Statalist The Stata Listserver

[Date Prev][Date Next][Thread Prev][Thread Next][Date index][Thread index]

Re: st: using information in value labels

From   David Kantor <>
Subject   Re: st: using information in value labels
Date   Mon, 12 Feb 2007 22:29:28 -0500

To Alex's question about recoding variables to missing.

I usually treat each variable separately, based on a knowledge of its coding scheme. Thus, I usually don't run a loop unless there is some common coding scheme used by a multitude of variables. It looks like what you want is code to handle anything that might come along.

Also, you didn't mention anything about recoding values such as 99, 999, 9999 etc., and 98, 998, 9998 etc to missing. You need to do this -- unless you want to qualify every analysis command with something like " .. if var1 <98". (I did write a program once to code the values 99, 999, 9999 etc., and 98, 998, 9998 etc -- to missing values -- distinct extended missing values, such as .a, .b, .c, etc. -- so as to not lose information about distinct meanings of, say 98 vs. 99.)

As for value labels that contain text such as "Missing", "missing", "did not respond", it may be possible to create code to look for these, but you would need a specific set of values for it to look for (either built in to the code, or as a parameter). In either case, finding an overall set of such values may not be practical. And then, once you find such text strings, what do you recode them to? You showed that you want to have them coded as . , but that can lose information that you may want to retain. It would be better to have each distinct "Missing", "missing", "did not respond", code to a distinct extended missing value. How many such text values can you expect? Are there more than 26? (There are 26 extended missing values.)

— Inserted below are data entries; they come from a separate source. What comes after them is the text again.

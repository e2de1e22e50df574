use serde::{Deserialize, Serialize};
use uuid::Uuid;

/// Reminder name under which every logical delete schedules the
/// physical one.
pub const PHYSICAL_DELETION_REMINDER: &str = "physical-deletion";

/// Reminder name for content-addressed cache expiry
/// (DirectoryVersion).
pub const CACHE_EXPIRATION_REMINDER: &str = "cache-expiration";

/// Canonical payload of a scheduled physical deletion. Versioned and
/// explicitly tagged so fields can be added without breaking
/// in-flight reminders across upgrades; the scheduling site and the
/// decode site share this one schema.
#[derive(Debug, Clone, Serialize, Deserialize)]
pub struct DeletionPayload {
    pub schema_version: u32,
    pub owner_id: Option<Uuid>,
    pub organization_id: Option<Uuid>,
    pub repository_id: Option<Uuid>,
    pub branch_id: Option<Uuid>,
    pub delete_reason: String,
    pub correlation_id: String,
}

impl DeletionPayload {
    pub const SCHEMA_VERSION: u32 = 1;

    pub fn new(delete_reason: &str, correlation_id: &str) -> Self {
        Self {
            schema_version: Self::SCHEMA_VERSION,
            owner_id: None,
            organization_id: None,
            repository_id: None,
            branch_id: None,
            delete_reason: delete_reason.to_string(),
            correlation_id: correlation_id.to_string(),
        }
    }

    pub fn with_repository(mut self, repository_id: Uuid) -> Self {
        self.repository_id = Some(repository_id);
        self
    }

    pub fn with_branch(mut self, branch_id: Uuid) -> Self {
        self.branch_id = Some(branch_id);
        self
    }

    pub fn with_owner(mut self, owner_id: Uuid) -> Self {
        self.owner_id = Some(owner_id);
        self
    }

    pub fn with_organization(mut self, organization_id: Uuid) -> Self {
        self.organization_id = Some(organization_id);
        self
    }
}

#[cfg(test)]
mod tests {
    use super::*;

    #[test]
    fn test_payload_round_trips_with_schema_version() {
        let payload = DeletionPayload::new("retire", "c-9")
            .with_repository(Uuid::new_v4())
            .with_branch(Uuid::new_v4());
        let value = serde_json::to_value(&payload).unwrap();
        assert_eq!(value["schema_version"], 1);
        let decoded: DeletionPayload = serde_json::from_value(value).unwrap();
        assert_eq!(decoded.delete_reason, "retire");
        assert_eq!(decoded.correlation_id, "c-9");
        assert_eq!(decoded.branch_id, payload.branch_id);
    }

    #[test]
    fn test_unknown_fields_do_not_break_decoding() {
        // An upgraded scheduler may add fields; older decoders must
        // keep working.
        let mut value = serde_json::to_value(DeletionPayload::new("gc", "c-1")).unwrap();
        value["added_in_v2"] = serde_json::json!("whatever");
        assert!(serde_json::from_value::<DeletionPayload>(value).is_ok());
    }
}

And what are the actual corresponding numeric values to these labels such as "Missing", "missing", "did not respond"? Did you know that they can be extended missing values? So if the coding was done cleverly in the first place (the value labels cleverly constructed), there would be no need for any further recoding.

To summarize, your desired program is plausible, but may not be practical.

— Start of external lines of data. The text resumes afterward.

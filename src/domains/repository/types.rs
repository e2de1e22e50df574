use crate::domains::core::actor_state::{EventSourcedDto, RecordedEvent};
use crate::domains::core::events::GraceEvent;
use crate::types::{
    EntityKind, RepositoryStatus, RepositoryVisibility, RetentionPolicy,
};
use chrono::{DateTime, Utc};
use serde::{Deserialize, Serialize};
use uuid::Uuid;

/// Repository entity read-model
#[derive(Debug, Clone, Default, Serialize, Deserialize)]
pub struct RepositoryDto {
    pub repository_id: Uuid,
    pub owner_id: Uuid,
    pub organization_id: Uuid,
    pub repository_name: String,
    pub visibility: RepositoryVisibility,
    pub status: RepositoryStatus,
    pub default_server_api_version: Option<String>,
    pub record_saves: bool,
    pub retention: RetentionPolicy,
    pub created_at: Option<DateTime<Utc>>,
    pub updated_at: Option<DateTime<Utc>>,
    pub deleted_at: Option<DateTime<Utc>>,
    pub delete_reason: String,
}

/// Commands accepted by the repository actor
#[derive(Debug, Clone)]
pub enum RepositoryCommand {
    Create {
        owner_id: Uuid,
        organization_id: Uuid,
        repository_name: String,
        visibility: RepositoryVisibility,
        retention: RetentionPolicy,
    },
    SetName {
        repository_name: String,
    },
    SetVisibility {
        visibility: RepositoryVisibility,
    },
    SetStatus {
        status: RepositoryStatus,
    },
    SetRecordSaves {
        record_saves: bool,
    },
    SetDefaultServerApiVersion {
        default_server_api_version: String,
    },
    SetSaveDays {
        save_days: u32,
    },
    SetCheckpointDays {
        checkpoint_days: u32,
    },
    SetDiffCacheDays {
        diff_cache_days: u32,
    },
    SetDirectoryVersionCacheDays {
        directory_version_cache_days: u32,
    },
    SetLogicalDeleteDays {
        logical_delete_days: u32,
    },
    DeleteLogical {
        delete_reason: String,
        force: bool,
    },
    DeletePhysical,
    Undelete,
}

/// Events recorded against a repository
#[derive(Debug, Clone, Serialize, Deserialize)]
#[serde(tag = "type")]
pub enum RepositoryEvent {
    Created {
        repository_id: Uuid,
        owner_id: Uuid,
        organization_id: Uuid,
        repository_name: String,
        visibility: RepositoryVisibility,
        retention: RetentionPolicy,
    },
    NameSet {
        repository_name: String,
    },
    VisibilitySet {
        visibility: RepositoryVisibility,
    },
    StatusSet {
        status: RepositoryStatus,
    },
    RecordSavesSet {
        record_saves: bool,
    },
    DefaultServerApiVersionSet {
        default_server_api_version: String,
    },
    SaveDaysSet {
        save_days: u32,
    },
    CheckpointDaysSet {
        checkpoint_days: u32,
    },
    DiffCacheDaysSet {
        diff_cache_days: u32,
    },
    DirectoryVersionCacheDaysSet {
        directory_version_cache_days: u32,
    },
    LogicalDeleteDaysSet {
        logical_delete_days: u32,
    },
    LogicalDeleted {
        delete_reason: String,
    },
    Undeleted,
    PhysicalDeleted,
}

impl EventSourcedDto for RepositoryDto {
    type Event = RepositoryEvent;

    const KIND: EntityKind = EntityKind::Repository;

    fn update_dto(mut dto: Self, recorded: &RecordedEvent<RepositoryEvent>) -> Self {
        let at = recorded.metadata.timestamp;
        match &recorded.event {
            RepositoryEvent::Created {
                repository_id,
                owner_id,
                organization_id,
                repository_name,
                visibility,
                retention,
            } => {
                dto.repository_id = *repository_id;
                dto.owner_id = *owner_id;
                dto.organization_id = *organization_id;
                dto.repository_name = repository_name.clone();
                dto.visibility = *visibility;
                dto.status = RepositoryStatus::Active;
                dto.record_saves = true;
                dto.retention = *retention;
                dto.created_at = Some(at);
            }
            RepositoryEvent::NameSet { repository_name } => {
                dto.repository_name = repository_name.clone()
            }
            RepositoryEvent::VisibilitySet { visibility } => dto.visibility = *visibility,
            RepositoryEvent::StatusSet { status } => dto.status = *status,
            RepositoryEvent::RecordSavesSet { record_saves } => dto.record_saves = *record_saves,
            RepositoryEvent::DefaultServerApiVersionSet {
                default_server_api_version,
            } => dto.default_server_api_version = Some(default_server_api_version.clone()),
            RepositoryEvent::SaveDaysSet { save_days } => dto.retention.save_days = *save_days,
            RepositoryEvent::CheckpointDaysSet { checkpoint_days } => {
                dto.retention.checkpoint_days = *checkpoint_days
            }
            RepositoryEvent::DiffCacheDaysSet { diff_cache_days } => {
                dto.retention.diff_cache_days = *diff_cache_days
            }
            RepositoryEvent::DirectoryVersionCacheDaysSet {
                directory_version_cache_days,
            } => dto.retention.directory_version_cache_days = *directory_version_cache_days,
            RepositoryEvent::LogicalDeleteDaysSet {
                logical_delete_days,
            } => dto.retention.logical_delete_days = *logical_delete_days,
            RepositoryEvent::LogicalDeleted { delete_reason } => {
                dto.deleted_at = Some(at);
                dto.delete_reason = delete_reason.clone();
            }
            RepositoryEvent::Undeleted => {
                dto.deleted_at = None;
                dto.delete_reason.clear();
            }
            RepositoryEvent::PhysicalDeleted => return RepositoryDto::default(),
        }
        dto.updated_at = Some(at);
        dto
    }

    fn event_name(event: &RepositoryEvent) -> &'static str {
        match event {
            RepositoryEvent::Created { .. } => "Created",
            RepositoryEvent::NameSet { .. } => "NameSet",
            RepositoryEvent::VisibilitySet { .. } => "VisibilitySet",
            RepositoryEvent::StatusSet { .. } => "StatusSet",
            RepositoryEvent::RecordSavesSet { .. } => "RecordSavesSet",
            RepositoryEvent::DefaultServerApiVersionSet { .. } => "DefaultServerApiVersionSet",
            RepositoryEvent::SaveDaysSet { .. } => "SaveDaysSet",
            RepositoryEvent::CheckpointDaysSet { .. } => "CheckpointDaysSet",
            RepositoryEvent::DiffCacheDaysSet { .. } => "DiffCacheDaysSet",
            RepositoryEvent::DirectoryVersionCacheDaysSet { .. } => {
                "DirectoryVersionCacheDaysSet"
            }
            RepositoryEvent::LogicalDeleteDaysSet { .. } => "LogicalDeleteDaysSet",
            RepositoryEvent::LogicalDeleted { .. } => "LogicalDeleted",
            RepositoryEvent::Undeleted => "Undeleted",
            RepositoryEvent::PhysicalDeleted => "PhysicalDeleted",
        }
    }

    fn wrap(event: RepositoryEvent) -> GraceEvent {
        GraceEvent::RepositoryEvent(event)
    }
}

I hope this helps; good luck.

At 09:23 PM 2/12/2007, Alex wrote:


I have a complex survey dataset which has been helpfully cleaned - each variable has its missing values coded with 9/99/999/999 or 98/998/9998 etc. and things like Missing, Did not respond, refused to answer etc. are all coded in as value labels.

I would like to treat all of these as missing and want to run a loop as follow

local allvars x1 ... x100

foreach var of local allvars{

label list `var'
*pseudo code follows
scan label to see which levels include - "Missing", "missing", "did not respond", etc
for each level `i' {
recode `var' (`i' = .)


I was wondering if this is something that could be reasonably be implemented.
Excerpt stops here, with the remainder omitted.